Losing a loved one in a fatal accident can be one of the most difficult experiences a family can live through. An individual's sudden death can leave an array of unexplored questions, many of which might have been answered most thoroughly by the deceased person. As a result, it can often be very hard for parents, siblings and other immediate family members to recover from a wrongful death.
In the case of a 21-year-old North Georgia man, a forklift repair operation at work turned lethal on Jan. 23. The forks of the 1973 model forklift, which was inoperable at the time of the marina worker's death, were raised to their maximum level and were being held up by another forklift.
As the young man and three or four other Little River Marina employees worked to repair the machine, a portion of it fell onto him, trapping and crushing him. He could not be saved and was declared dead at the scene by the first emergency service responders, who arrived shortly after the incident took place.
Firefighters spent more than five hours stabilizing the forklift at the scene so that the man's body could be removed. Foul play was not suspected; the Occupational Safety and Health Administration will, however, be investigating the accident.

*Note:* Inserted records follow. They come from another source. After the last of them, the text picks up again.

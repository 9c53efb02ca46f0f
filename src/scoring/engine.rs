use super::level::ImplementationLevel;
use super::params::ParameterValues;
use super::weights::formula_for;
use crate::catalog::{self, Intervention, InterventionKind, Metric};
use crate::error::ConfigurationError;

/// Metric scores never exceed this; there is no lower bound.
pub const METRIC_CAP: f64 = 100.0;

#[derive(Debug, Clone, PartialEq)]
pub struct FactorContribution {
    pub label: String,       // e.g. "Implementation", "Facade Transparency"
    pub description: String, // e.g. "40% of base", "40 x 0.3"
    pub before: f64,         // Score before this factor
    pub after: f64,          // Score after this factor
}

#[derive(Debug, Clone, PartialEq)]
pub struct ScoreBreakdown {
    pub base_value: f64,
    pub factors: Vec<FactorContribution>,
    /// Uncapped total; differs from the score only when the cap applied.
    pub raw_value: f64,
}

impl ScoreBreakdown {
    pub fn capped(&self) -> bool {
        self.raw_value > METRIC_CAP
    }
}

#[derive(Debug, Clone, PartialEq)]
pub struct MetricScore {
    pub metric: &'static Metric,
    pub value: f64,
    pub breakdown: ScoreBreakdown,
}

/// Score one metric of the catalog entry for `intervention`, without the breakdown.
pub fn compute_metric(
    metric: &'static Metric,
    level: ImplementationLevel,
    values: &ParameterValues,
    intervention: InterventionKind,
) -> Result<f64, ConfigurationError> {
    score_metric(catalog::intervention(intervention), metric, level, values).map(|s| s.value)
}

/// Score one metric: level-scaled base value plus the weighted parameter terms,
/// capped at [`METRIC_CAP`], with a step-by-step account of how it was reached.
pub fn score_metric(
    intervention: &Intervention,
    metric: &'static Metric,
    level: ImplementationLevel,
    values: &ParameterValues,
) -> Result<MetricScore, ConfigurationError> {
    let kind = intervention.kind;
    let formula = formula_for(kind, metric.id).ok_or_else(|| ConfigurationError::MissingFormula {
        intervention: kind,
        metric: metric.id.to_string(),
    })?;

    let base_value = metric.base_value;
    let mut score = base_value;
    let mut factors = Vec::with_capacity(formula.terms.len() + 1);

    let before = score;
    score += score * level.fraction();
    factors.push(FactorContribution {
        label: "Implementation".to_string(),
        description: format!("{} of base", level),
        before,
        after: score,
    });

    for term in formula.terms {
        let value = values.require(kind, term.parameter_id)?;
        let label = intervention
            .parameter(term.parameter_id)
            .map(|p| p.label.to_string())
            .unwrap_or_else(|| term.parameter_id.to_string());

        let before = score;
        score += value * term.weight;
        factors.push(FactorContribution {
            label,
            description: format!("{} x {}", value, term.weight),
            before,
            after: score,
        });
    }

    Ok(MetricScore {
        metric,
        value: score.min(METRIC_CAP),
        breakdown: ScoreBreakdown {
            base_value,
            factors,
            raw_value: score,
        },
    })
}

/// Score every metric of `intervention`, in declaration order.
pub fn score_intervention(
    intervention: &Intervention,
    level: ImplementationLevel,
    values: &ParameterValues,
) -> Result<Vec<MetricScore>, ConfigurationError> {
    intervention
        .metrics
        .iter()
        .map(|metric| score_metric(intervention, metric, level, values))
        .collect()
}
use serde::Serialize;
use std::collections::BTreeMap;

use crate::catalog::{Intervention, InterventionKind};
use crate::error::ConfigurationError;

/// Current parameter values for one intervention, keyed by parameter id.
///
/// Supplied by the rendering layer; the engine only reads it.
#[derive(Debug, Clone, Default, PartialEq, Serialize)]
#[serde(transparent)]
pub struct ParameterValues(BTreeMap<String, f64>);

impl ParameterValues {
    pub fn new() -> Self {
        Self::default()
    }

    /// Every parameter of `intervention` at its declared default.
    pub fn defaults_for(intervention: &Intervention) -> Self {
        intervention
            .parameters
            .iter()
            .map(|p| (p.id, p.default))
            .collect()
    }

    /// Every parameter of `intervention` at zero, regardless of its bounds.
    pub fn zeroed_for(intervention: &Intervention) -> Self {
        intervention.parameters.iter().map(|p| (p.id, 0.0)).collect()
    }

    pub fn get(&self, id: &str) -> Option<f64> {
        self.0.get(id).copied()
    }

    pub fn require(&self, intervention: InterventionKind, id: &str) -> Result<f64, ConfigurationError> {
        self.get(id)
            .ok_or_else(|| ConfigurationError::MissingParameterValue {
                intervention,
                parameter: id.to_string(),
            })
    }

    pub fn set(&mut self, id: impl Into<String>, value: f64) {
        self.0.insert(id.into(), value);
    }

    pub fn iter(&self) -> impl Iterator<Item = (&str, f64)> {
        self.0.iter().map(|(k, v)| (k.as_str(), *v))
    }

    pub fn len(&self) -> usize {
        self.0.len()
    }

    pub fn is_empty(&self) -> bool {
        self.0.is_empty()
    }
}

impl<K: Into<String>> FromIterator<(K, f64)> for ParameterValues {
    fn from_iter<I: IntoIterator<Item = (K, f64)>>(iter: I) -> Self {
        Self(iter.into_iter().map(|(k, v)| (k.into(), v)).collect())
    }
}

#[cfg(test)]
mod tests {
    use super::*;
    use crate::catalog::intervention;

    #[test]
    fn test_defaults_for_street() {
        let values = ParameterValues::defaults_for(intervention(InterventionKind::Street));
        assert_eq!(values.len(), 3);
        assert_eq!(values.get("facade-transparency"), Some(40.0));
        assert_eq!(values.get("entrance-count"), Some(3.0));
        assert_eq!(values.get("signage-lighting"), Some(2.0));
    }

    #[test]
    fn test_zeroed_for_campus() {
        let values = ParameterValues::zeroed_for(intervention(InterventionKind::Campus));
        assert!(values.iter().all(|(_, v)| v == 0.0));
        assert_eq!(values.len(), 3);
    }

    #[test]
    fn test_require_missing() {
        let values = ParameterValues::new();
        let err = values.require(InterventionKind::Street, "entrance-count").unwrap_err();
        assert_eq!(
            err.to_string(),
            "street: no value supplied for parameter 'entrance-count'"
        );
    }

    #[test]
    fn test_set_overwrites() {
        let mut values: ParameterValues = [("plaza-count", 2.0)].into_iter().collect();
        values.set("plaza-count", 4.0);
        assert_eq!(values.get("plaza-count"), Some(4.0));
    }
}
use anyhow::Context;
use clap::{Parser, Subcommand};
use std::path::PathBuf;

use urban_impact::catalog::{self, InterventionKind};
use urban_impact::error::ConfigurationError;
use urban_impact::evaluate::Evaluation;
use urban_impact::output;
use urban_impact::state::AppState;

const EXIT_SUCCESS: i32 = 0;
const EXIT_RUNTIME: i32 = 1;
const EXIT_CONFIG: i32 = 2;

#[derive(Subcommand, Debug)]
enum Commands {
    /// List interventions with their parameters and metrics
    List,
    /// Score an intervention's metrics
    Metrics {
        /// street, publicSpace or campus (defaults to the configured one)
        intervention: Option<InterventionKind>,
        /// Override a parameter, e.g. --set plaza-count=4
        #[arg(long = "set", value_name = "ID=VALUE", value_parser = parse_assignment)]
        set: Vec<(String, f64)>,
        /// Only score this metric, e.g. --metric green-space
        #[arg(short, long, value_name = "ID")]
        metric: Option<String>,
        /// Show how each score was reached
        #[arg(short, long)]
        breakdown: bool,
        /// Print a JSON summary instead of bars
        #[arg(long)]
        json: bool,
    },
    /// Show the impact bucket and descriptions for the current level
    Impact {
        intervention: Option<InterventionKind>,
    },
    /// Show map styling scalars for the current level
    Style {
        intervention: Option<InterventionKind>,
    },
    /// List the features the map would draw
    Features {
        intervention: Option<InterventionKind>,
        #[arg(long = "set", value_name = "ID=VALUE", value_parser = parse_assignment)]
        set: Vec<(String, f64)>,
        /// Print a GeoJSON FeatureCollection
        #[arg(long)]
        json: bool,
    },
    /// Interactive explorer (default if no subcommand)
    Tui,
}

#[derive(Parser, Debug)]
#[command(name = "urban-impact")]
#[command(about = "Explore the projected impact of urban design interventions", long_about = None)]
#[command(version)]
struct Cli {
    /// Enable verbose logging
    #[arg(short, long, global = true)]
    verbose: bool,

    /// Path to config file (defaults to ~/.config/urban-impact/config.yaml)
    #[arg(short, long, global = true)]
    config: Option<String>,

    /// Implementation level, 0-100 (overrides the config)
    #[arg(short, long, global = true, value_parser = parse_level)]
    level: Option<f64>,

    #[command(subcommand)]
    command: Option<Commands>,
}

/// Parse `id=value` from `--set`
fn parse_assignment(s: &str) -> Result<(String, f64), String> {
    let (id, value) = s
        .split_once('=')
        .ok_or_else(|| format!("expected ID=VALUE, got '{}'", s))?;
    let id = id.trim();
    if id.is_empty() {
        return Err(format!("missing parameter id in '{}'", s));
    }
    let value: f64 = value
        .trim()
        .parse()
        .map_err(|_| format!("invalid number '{}' for {}", value.trim(), id))?;
    if !value.is_finite() {
        return Err(format!("{} must be a finite number", id));
    }
    Ok((id.to_string(), value))
}

fn parse_level(s: &str) -> Result<f64, String> {
    let level: f64 = s.parse().map_err(|_| format!("invalid level '{}'", s))?;
    if !(0.0..=100.0).contains(&level) {
        return Err(format!("level {} is outside 0-100", level));
    }
    Ok(level)
}

fn apply_assignments(
    state: &mut AppState,
    kind: InterventionKind,
    assignments: &[(String, f64)],
) -> Result<(), ConfigurationError> {
    for (id, value) in assignments {
        let stored = state.set_parameter(kind, id, *value)?;
        if stored != *value {
            log::warn!("{}.{}: {} adjusted to {}", kind, id, value, stored);
        }
    }
    Ok(())
}

/// Narrow `evaluation` to the metric named `id`, if any.
fn select_metric(evaluation: &mut Evaluation, id: Option<&str>) -> Result<(), ConfigurationError> {
    let Some(id) = id else {
        return Ok(());
    };
    let metric = catalog::intervention(evaluation.kind).require_metric(id)?;
    evaluation.scores.retain(|score| score.metric.id == metric.id);
    Ok(())
}

fn print_errors(heading: &str, errors: &[String]) {
    eprintln!("{}", heading);
    for error in errors {
        eprintln!("  - {}", error);
    }
}

#[tokio::main]
async fn main() {
    let cli = Cli::parse();
    urban_impact::stderr_buffer::init_logging(cli.verbose);

    let command = cli.command.unwrap_or(Commands::Tui);

    // Validate the built-in catalog before anything reads it
    if let Err(errors) = urban_impact::scoring::validate_catalog(catalog::all()) {
        print_errors("Catalog errors:", &errors);
        std::process::exit(EXIT_CONFIG);
    }

    // Load config
    let config_path = cli.config.map(PathBuf::from);
    let config = match urban_impact::config::load_config(config_path) {
        Ok(c) => c,
        Err(e) => {
            eprintln!("Config error: {:#}", e);
            std::process::exit(EXIT_CONFIG);
        }
    };

    if let Err(errors) = urban_impact::config::validate_config(&config) {
        print_errors("Config errors:", &errors);
        std::process::exit(EXIT_CONFIG);
    }

    let mut state = match AppState::from_config(&config) {
        Ok(s) => s,
        Err(e) => {
            eprintln!("Config error: {}", e);
            std::process::exit(EXIT_CONFIG);
        }
    };
    if let Some(level) = cli.level {
        state.set_level(level);
    }
    log::debug!("Starting at {} on {}", state.level(), state.active());

    if let Err(e) = run_command(command, state, &config).await {
        eprintln!("Error: {:#}", e);
        let code = if e.downcast_ref::<ConfigurationError>().is_some() {
            EXIT_CONFIG
        } else {
            EXIT_RUNTIME
        };
        std::process::exit(code);
    }

    std::process::exit(EXIT_SUCCESS);
}

async fn run_command(
    command: Commands,
    mut state: AppState,
    config: &urban_impact::config::Config,
) -> anyhow::Result<()> {
    let use_colors = output::should_use_colors();

    match command {
        Commands::List => {
            println!("{}", output::format_intervention_list(catalog::all(), use_colors));
        }
        Commands::Metrics {
            intervention,
            set,
            metric,
            breakdown,
            json,
        } => {
            let kind = intervention.unwrap_or(state.active());
            apply_assignments(&mut state, kind, &set)?;
            let mut evaluation = state.evaluate(kind)?;
            select_metric(&mut evaluation, metric.as_deref())?;

            if json {
                let summary = serde_json::to_string_pretty(&evaluation.summary())
                    .context("Failed to serialize metrics")?;
                println!("{}", summary);
                return Ok(());
            }

            let entry = catalog::intervention(kind);
            println!("{} at {}", entry.title, evaluation.level);
            println!("{}", output::format_metrics(&evaluation, use_colors));
            if breakdown {
                for score in &evaluation.scores {
                    println!();
                    println!("{}", output::format_breakdown(score, use_colors));
                }
            }
        }
        Commands::Impact { intervention } => {
            let kind = intervention.unwrap_or(state.active());
            let evaluation = state.evaluate(kind)?;
            println!("{}", output::format_impacts(&evaluation, use_colors));
        }
        Commands::Style { intervention } => {
            let kind = intervention.unwrap_or(state.active());
            let evaluation = state.evaluate(kind)?;
            println!("{}", output::format_styling(&evaluation));
        }
        Commands::Features {
            intervention,
            set,
            json,
        } => {
            let kind = intervention.unwrap_or(state.active());
            apply_assignments(&mut state, kind, &set)?;
            let evaluation = state.evaluate(kind)?;

            if json {
                let geojson = output::format_geojson(&evaluation.features)
                    .context("Failed to serialize features")?;
                println!("{}", geojson);
            } else {
                let entry = catalog::intervention(kind);
                println!("{}", output::format_features(&evaluation, entry, use_colors));
            }
        }
        Commands::Tui => {
            let theme = urban_impact::tui::resolve_theme(config.theme_mode());
            let app = urban_impact::tui::App::new(state, theme);
            urban_impact::tui::run_tui(app).await?;
        }
    }

    Ok(())
}

#[cfg(test)]
mod tests {
    use super::*;

    #[test]
    fn test_parse_assignment() {
        assert_eq!(parse_assignment("plaza-count=4"), Ok(("plaza-count".to_string(), 4.0)));
        assert_eq!(
            parse_assignment(" pathway-width = 5.5 "),
            Ok(("pathway-width".to_string(), 5.5))
        );
        assert!(parse_assignment("plaza-count").is_err());
        assert!(parse_assignment("=4").is_err());
        assert!(parse_assignment("plaza-count=lots").is_err());
        assert!(parse_assignment("plaza-count=inf").is_err());
    }

    #[test]
    fn test_parse_level() {
        assert_eq!(parse_level("40"), Ok(40.0));
        assert!(parse_level("101").is_err());
        assert!(parse_level("-1").is_err());
    }

    #[test]
    fn test_cli_parses_metrics() {
        let cli = Cli::try_parse_from([
            "urban-impact",
            "-l",
            "40",
            "metrics",
            "public-space",
            "--set",
            "plaza-count=1",
            "--metric",
            "green-space",
            "--breakdown",
        ])
        .unwrap();
        assert_eq!(cli.level, Some(40.0));
        match cli.command {
            Some(Commands::Metrics {
                intervention,
                set,
                metric,
                breakdown,
                json,
            }) => {
                assert_eq!(intervention, Some(InterventionKind::PublicSpace));
                assert_eq!(set, vec![("plaza-count".to_string(), 1.0)]);
                assert_eq!(metric.as_deref(), Some("green-space"));
                assert!(breakdown);
                assert!(!json);
            }
            other => panic!("unexpected command: {:?}", other),
        }
    }

    #[test]
    fn test_select_metric() {
        let state = AppState::new();
        let mut evaluation = state.evaluate(InterventionKind::PublicSpace).unwrap();
        select_metric(&mut evaluation, Some("green-space")).unwrap();
        assert_eq!(evaluation.scores.len(), 1);
        assert_eq!(evaluation.scores[0].metric.id, "green-space");

        let mut evaluation = state.evaluate(InterventionKind::Street).unwrap();
        select_metric(&mut evaluation, None).unwrap();
        assert_eq!(evaluation.scores.len(), 3);
    }

    #[test]
    fn test_select_unknown_metric_is_config_error() {
        let state = AppState::new();
        let mut evaluation = state.evaluate(InterventionKind::Street).unwrap();
        let err = select_metric(&mut evaluation, Some("green-space")).unwrap_err();
        assert_eq!(
            err,
            ConfigurationError::UnknownMetric {
                intervention: InterventionKind::Street,
                metric: "green-space".to_string(),
            }
        );

        // The error reaches main through anyhow and maps to the config exit code
        let err = anyhow::Error::from(err);
        assert!(err.downcast_ref::<ConfigurationError>().is_some());
    }

    #[test]
    fn test_cli_rejects_unknown_intervention() {
        assert!(Cli::try_parse_from(["urban-impact", "impact", "harbor"]).is_err());
    }

    #[test]
    fn test_apply_assignments_snaps_and_rejects_unknown() {
        let mut state = AppState::new();
        apply_assignments(&mut state, InterventionKind::Campus, &[("pathway-width".to_string(), 5.3)]).unwrap();
        assert_eq!(
            state.parameter_values(InterventionKind::Campus).get("pathway-width"),
            Some(5.5)
        );

        let err = apply_assignments(&mut state, InterventionKind::Campus, &[("seats".to_string(), 1.0)])
            .unwrap_err();
        assert!(matches!(err, ConfigurationError::UnknownParameter { .. }));
    }
}
/// Render the help overlay popup
fn render_help_popup(frame: &mut Frame, theme: &ThemeColors) {
    let popup_area = centered_rect_fixed(52, 17, frame.area());

    frame.render_widget(Clear, popup_area);

    let block = Block::bordered()
        .title(" Keyboard Shortcuts ")
        .border_style(Style::default().fg(theme.popup_border))
        .style(Style::default().bg(theme.popup_bg));
    let inner = block.inner(popup_area);
    frame.render_widget(block, popup_area);

    let entries = [
        ("Tab / S-Tab   ", "Next / previous intervention"),
        ("1 2 3         ", "Jump to intervention"),
        ("j / k         ", "Select control or feature"),
        ("h / l  ← / →  ", "Adjust selected control"),
        ("H / L         ", "Adjust in steps of five"),
        ("f             ", "Focus controls / features"),
        ("Space         ", "Select feature"),
        ("b             ", "Score breakdown"),
        ("r             ", "Reset parameters"),
        ("?             ", "Show/hide this help"),
        ("q / Ctrl-c    ", "Quit"),
    ];

    let mut help_lines: Vec<Line> = entries
        .iter()
        .map(|(keys, action)| {
            Line::from(vec![
                Span::styled(*keys, Style::default().fg(theme.status_key_color).bold()),
                Span::raw(*action),
            ])
        })
        .collect();
    help_lines.push(Line::from(""));
    help_lines.push(Line::from(Span::styled(
        "Press any key to close",
        Style::default().fg(theme.muted),
    )));

    frame.render_widget(Paragraph::new(help_lines), inner);
}

#[cfg(test)]
mod tests {
    use super::*;
    use crate::state::AppState;
    use ratatui::backend::TestBackend;
    use ratatui::Terminal;

    fn render(app: &App) -> String {
        let mut terminal = Terminal::new(TestBackend::new(120, 40)).unwrap();
        terminal.draw(|frame| draw(frame, app)).unwrap();
        let buffer = terminal.backend().buffer().clone();
        buffer
            .content()
            .iter()
            .map(|cell| cell.symbol())
            .collect::<String>()
    }

    #[test]
    fn test_centered_rect_fixed() {
        let area = Rect::new(0, 0, 100, 40);
        assert_eq!(centered_rect_fixed(50, 10, area), Rect::new(25, 15, 50, 10));
        assert_eq!(centered_rect_fixed(200, 10, area).width, 100);
    }

    #[test]
    fn test_draw_shows_metrics_and_controls() {
        let app = App::new(AppState::new(), ThemeColors::dark());
        let screen = render(&app);
        assert!(screen.contains("Urban Impact"));
        assert!(screen.contains("Pedestrian Activity"));
        assert!(screen.contains("Implementation Level"));
        assert!(screen.contains("Main Street Frontage"));
    }

    #[test]
    fn test_draw_metric_units_and_viewport() {
        let mut state = AppState::new();
        state.set_level(50.0);
        state.switch_to(crate::catalog::InterventionKind::PublicSpace);
        let app = App::new(state, ThemeColors::dark());
        let screen = render(&app);
        assert!(screen.contains("50.0 sqm"));
        assert!(screen.contains("zoom 15.5"));
    }

    #[test]
    fn test_draw_help_overlay() {
        let mut app = App::new(AppState::new(), ThemeColors::dark());
        app.show_help();
        let screen = render(&app);
        assert!(screen.contains("Keyboard Shortcuts"));
    }
}
use serde::Serialize;
use std::fmt;

use super::types::InterventionKind;
use crate::scoring::ImpactLevel;

/// Axis along which an intervention's qualitative impact is described.
#[derive(Debug, Clone, Copy, PartialEq, Eq, Hash, Serialize)]
#[serde(rename_all = "lowercase")]
pub enum ImpactDimension {
    Economic,
    Social,
    Environmental,
    Accessibility,
}

impl ImpactDimension {
    pub const ALL: [ImpactDimension; 4] = [
        ImpactDimension::Economic,
        ImpactDimension::Social,
        ImpactDimension::Environmental,
        ImpactDimension::Accessibility,
    ];

    pub fn label(self) -> &'static str {
        match self {
            ImpactDimension::Economic => "Economic",
            ImpactDimension::Social => "Social",
            ImpactDimension::Environmental => "Environmental",
            ImpactDimension::Accessibility => "Accessibility",
        }
    }
}

impl fmt::Display for ImpactDimension {
    fn fmt(&self, f: &mut fmt::Formatter<'_>) -> fmt::Result {
        f.write_str(self.label())
    }
}

/// Pre-written sentence for one cell of the dimension × level × intervention table.
pub fn describe(dimension: ImpactDimension, level: ImpactLevel, kind: InterventionKind) -> &'static str {
    use ImpactDimension::*;
    use ImpactLevel::*;
    use InterventionKind::*;

    match (dimension, level, kind) {
        (Economic, Low, Street) => "Minimal economic impact with current implementation level.",
        (Economic, Low, PublicSpace) => "Limited economic benefit from public space improvements.",
        (Economic, Low, Campus) => "Basic economic connections between campus and industry.",
        (Economic, Medium, Street) => "Moderate increase in business activity and foot traffic.",
        (Economic, Medium, PublicSpace) => "Growing economic value from enhanced public spaces.",
        (Economic, Medium, Campus) => "Developing ecosystem for innovation and collaboration.",
        (Economic, High, Street) => "Significant economic revitalization and commercial activity.",
        (Economic, High, PublicSpace) => {
            "Substantial economic benefits including increased property values and business formation."
        }
        (Economic, High, Campus) => "Thriving innovation corridor with strong economic indicators.",

        (Social, Low, Street) => "Limited improvement in street life and social interaction.",
        (Social, Low, PublicSpace) => "Basic gathering spaces with minimal programming.",
        (Social, Low, Campus) => "Initial connections between campus and industry communities.",
        (Social, Medium, Street) => "Enhanced street life and pedestrian activity.",
        (Social, Medium, PublicSpace) => "Active community spaces with regular use.",
        (Social, Medium, Campus) => "Regular interaction between students and industry professionals.",
        (Social, High, Street) => "Vibrant street life with diverse activities throughout the day.",
        (Social, High, PublicSpace) => "Thriving public realm with strong community ownership.",
        (Social, High, Campus) => "Strong collaborative culture between educational and industrial users.",

        (Environmental, Low, Street) => "Basic street-level environmental improvements.",
        (Environmental, Low, PublicSpace) => "Small pockets of green space with limited impact.",
        (Environmental, Low, Campus) => "Minimal green infrastructure along pathways.",
        (Environmental, Medium, Street) => "Improved microclimate through street-level amenities.",
        (Environmental, Medium, PublicSpace) => {
            "Growing network of green spaces reducing heat island effect."
        }
        (Environmental, Medium, Campus) => "Green corridor connecting educational and industrial spaces.",
        (Environmental, High, Street) => {
            "Substantial environmental benefits through comprehensive greening."
        }
        (Environmental, High, PublicSpace) => "Significant environmental improvement district-wide.",
        (Environmental, High, Campus) => {
            "Exemplary green infrastructure network with educational components."
        }

        (Accessibility, Low, Street) => "Basic improvements to street accessibility.",
        (Accessibility, Low, PublicSpace) => "Limited access to new public spaces.",
        (Accessibility, Low, Campus) => "Minimal pathway connections established.",
        (Accessibility, Medium, Street) => "Enhanced wayfinding and street-level accessibility.",
        (Accessibility, Medium, PublicSpace) => "Improved access to quality outdoor spaces.",
        (Accessibility, Medium, Campus) => "Improved pedestrian and bicycle connections.",
        (Accessibility, High, Street) => "Universal accessibility with inclusive design throughout.",
        (Accessibility, High, PublicSpace) => "Comprehensive network of accessible public spaces.",
        (Accessibility, High, Campus) => "Seamless connectivity between all areas with universal design.",
    }
}

/// All four descriptions for an intervention at a given level bucket, in display order.
pub fn impact_descriptions(kind: InterventionKind, level: ImpactLevel) -> Vec<(ImpactDimension, &'static str)> {
    ImpactDimension::ALL
        .iter()
        .map(|&dimension| (dimension, describe(dimension, level, kind)))
        .collect()
}

#[cfg(test)]
mod tests {
    use super::*;

    #[test]
    fn test_describe_picks_bucket() {
        assert_eq!(
            describe(ImpactDimension::Economic, ImpactLevel::Medium, InterventionKind::Street),
            "Moderate increase in business activity and foot traffic."
        );
        assert_eq!(
            describe(ImpactDimension::Accessibility, ImpactLevel::High, InterventionKind::Campus),
            "Seamless connectivity between all areas with universal design."
        );
    }

    #[test]
    fn test_impact_descriptions_order() {
        let descriptions = impact_descriptions(InterventionKind::PublicSpace, ImpactLevel::Low);
        let dimensions: Vec<_> = descriptions.iter().map(|(d, _)| *d).collect();
        assert_eq!(dimensions, ImpactDimension::ALL.to_vec());
        assert_eq!(descriptions[1].1, "Basic gathering spaces with minimal programming.");
    }

    #[test]
    fn test_every_cell_is_distinct_per_dimension() {
        for dimension in ImpactDimension::ALL {
            for kind in InterventionKind::ALL {
                let low = describe(dimension, ImpactLevel::Low, kind);
                let medium = describe(dimension, ImpactLevel::Medium, kind);
                let high = describe(dimension, ImpactLevel::High, kind);
                assert_ne!(low, medium);
                assert_ne!(medium, high);
            }
        }
    }
}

Most individuals come home from work every day with nothing more serious than a dramatic story to tell. Occasionally, however, a fatal workplace accident does occur and the family members of its victim are left to struggle on without their companion. The ramifications can include financial issues as well as emotional pain and suffering. Those affected by the loss of a loved one may, depending on their situations, be entitled to monetary compensation. While this does not bring the deceased individual back, it can give family members the time they need to begin the recovery process.